Find the word "rows" in the data. Return every line where it appears.

_Task inputs:_
================================

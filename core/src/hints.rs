use alloc::vec::Vec;
use serde::{Deserialize, Serialize};
use smallvec::SmallVec;

use crate::*;

/// Length of one run of consecutive filled cells within a line.
pub type HintRun = u8;

/// Hint runs for a single row or column, in scan order. A line of length N
/// holds at most (N + 1) / 2 runs; the inline capacity covers lines up to
/// 16 cells without allocating.
pub type HintLine = SmallVec<[HintRun; 8]>;

/// Run-length clues for every line of a solution, rows top to bottom and
/// columns left to right. Lines without a single filled cell clue as `[0]`,
/// never as an empty list.
#[derive(Clone, Debug, PartialEq, Eq, Serialize, Deserialize)]
pub struct HintSet {
    row_hints: Vec<HintLine>,
    col_hints: Vec<HintLine>,
}

impl HintSet {
    /// Derives the clues for `grid`. Pure: equal grids produce equal sets.
    pub fn compute(grid: &SolutionGrid) -> Self {
        let (width, height) = grid.size();
        let row_hints = (0..height)
            .map(|y| scan_line((0..width).map(|x| grid.is_filled((x, y)))))
            .collect();
        let col_hints = (0..width)
            .map(|x| scan_line((0..height).map(|y| grid.is_filled((x, y)))))
            .collect();
        Self {
            row_hints,
            col_hints,
        }
    }

    pub fn row(&self, y: Coord) -> &[HintRun] {
        &self.row_hints[y as usize]
    }

    pub fn col(&self, x: Coord) -> &[HintRun] {
        &self.col_hints[x as usize]
    }

    pub fn rows(&self) -> impl Iterator<Item = &[HintRun]> {
        self.row_hints.iter().map(|line| line.as_slice())
    }

    pub fn cols(&self) -> impl Iterator<Item = &[HintRun]> {
        self.col_hints.iter().map(|line| line.as_slice())
    }

    /// Widest row clue, in runs. Renderers size the left hint band with this.
    pub fn max_row_runs(&self) -> usize {
        self.row_hints.iter().map(SmallVec::len).max().unwrap_or(0)
    }

    /// Tallest column clue, in runs. Renderers size the top hint band with this.
    pub fn max_col_runs(&self) -> usize {
        self.col_hints.iter().map(SmallVec::len).max().unwrap_or(0)
    }
}

fn scan_line(cells: impl Iterator<Item = bool>) -> HintLine {
    let mut runs = HintLine::new();
    let mut current: HintRun = 0;

    for filled in cells {
        if filled {
            current += 1;
        } else if current > 0 {
            runs.push(current);
            current = 0;
        }
    }
    if current > 0 {
        runs.push(current);
    }
    if runs.is_empty() {
        runs.push(0);
    }
    runs
}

================================

_Answer below:_
/// Run-length clues for every line of a solution, rows top to bottom and
    pub fn rows(&self) -> impl Iterator<Item = &[HintRun]> {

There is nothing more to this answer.